At the outbreak of the Civil War, White enlisted in Captain Daniel T. Shreve's Loudoun Cavalry, where he quickly rose to the rank of corporal. His service with the unit was short, and in June 1861 he joined Company C in Lieutenant Colonel Turner Ashby's 7th Virginia Cavalry. While home on furlough, White served as an aide and scout for Colonel Eppa Hunton's 8th Virginia Infantry during the Battle of Ball's Bluff. For his service in the fight, White was given a captain's commission and ordered to raise a company of men for border service in the Provisional Army of the Confederacy.

===The 35th===
In December 1861, White established recruiting offices for his command in Leesburg, and by January 11 he had raised enough men to have an active unit in the army. He was ordered to scout around Waterford. On October 28, 1862, the 35th Battalion of Virginia Cavalry was organized with White commanding as major. Although raised for border service and highly involved in the partisan fighting in Loudoun County, White and the 35th were quickly mustered into regular service and fought in several major campaigns and battles, including Jackson's Valley Campaign and the Battle of Brandy Station. The 35th Battalion was one of the first Confederate units to arrive in Gettysburg, chasing off Pennsylvania militia on June 26, 1863, during an expedition to the Susquehanna River. His battalion was nicknamed "White's Comanches".
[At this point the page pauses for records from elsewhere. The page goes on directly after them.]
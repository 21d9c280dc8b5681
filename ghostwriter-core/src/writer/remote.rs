//! Writer that goes through the backend's generate endpoint.

use super::{Writer, WriterError};
use crate::api::{ErrorBody, GenerateRequest, GenerateResponse};
use crate::locale::Locale;
use async_trait::async_trait;
use tracing::debug;

/// Calls `POST /api/generate` on a ghost writer server.
#[derive(Clone)]
pub struct RemoteWriter {
    http: reqwest::Client,
    endpoint: String,
    api_key: String,
}

impl RemoteWriter {
    /// `endpoint` is the full URL of the generate route.
    pub fn new(endpoint: impl Into<String>, api_key: impl Into<String>) -> Self {
        Self {
            http: reqwest::Client::new(),
            endpoint: endpoint.into(),
            api_key: api_key.into(),
        }
    }

    pub fn endpoint(&self) -> &str {
        &self.endpoint
    }
}

#[async_trait]
impl Writer for RemoteWriter {
    async fn suggest(&self, window: &str, locale: Locale) -> Result<String, WriterError> {
        let body = GenerateRequest {
            sentence: window.to_string(),
            language: locale,
            api_key: self.api_key.clone(),
        };

        debug!(endpoint = %self.endpoint, %locale, "posting to generate endpoint");

        let response = self
            .http
            .post(&self.endpoint)
            .json(&body)
            .send()
            .await
            .map_err(|e| WriterError::Network(e.to_string()))?;

        let status = response.status().as_u16();
        if status != 200 {
            let text = response
                .text()
                .await
                .map_err(|e| WriterError::Network(e.to_string()))?;
            let message = serde_json::from_str::<ErrorBody>(&text)
                .map(|b| b.error.message)
                .unwrap_or_else(|_| format!("Request failed with status {status}"));
            return Err(WriterError::Backend { status, message });
        }

        let parsed: GenerateResponse = response
            .json()
            .await
            .map_err(|e| WriterError::Parse(e.to_string()))?;

        Ok(parsed
            .result
            .completion
            .text()
            .unwrap_or_default()
            .to_string())
    }
}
For the final months of the war, White and the 35th were a part of the celebrated "Laurel Brigade." Following the Battle of High Bridge on April 6, 1865, in which General James Dearing was fatally wounded, White was placed in command of that brigade. Four days later, White disbanded the Laurel Brigade and the 35th. Nearly a month later on May 8, White was paroled in Winchester.

==Postbellum life==
After the war, White returned to Loudoun County a hero and resumed his farming operations and a mercantile business. In 1866 he successfully ran for county sheriff. The four-year term was the only time in public office that White would spend. He was also elected as treasurer of Loudoun County. In 1872, he took over operation of Conrad's Ferry, changing the name to White's Ferry. He served as president of People's National Bank of Leesburg from 1892 to his death.

On April 15, 1866, he was baptised by elder Joseph Furr and was ordained minister on August 18, 1877, of the Primitive Baptist Church. After the death of Furr, he became pastor of the New Valley, Mill Creek and Frying Pan churches in Virginia.

==Personal life==
White married Sara Elizabeth Gott of Montgomery County, Maryland, in 1857. They had five children, E. B., B. V., John G., Mrs. John Gold and Mrs. Isaac Long. His wife died in the 1880s. In 1894, he married Margaret Gittings Baines of Philadelphia.

White died on January 11, 1907, at his home in Leesburg. Senator John W. Daniel attended his funeral. He is buried in Union Cemetery in Leesburg.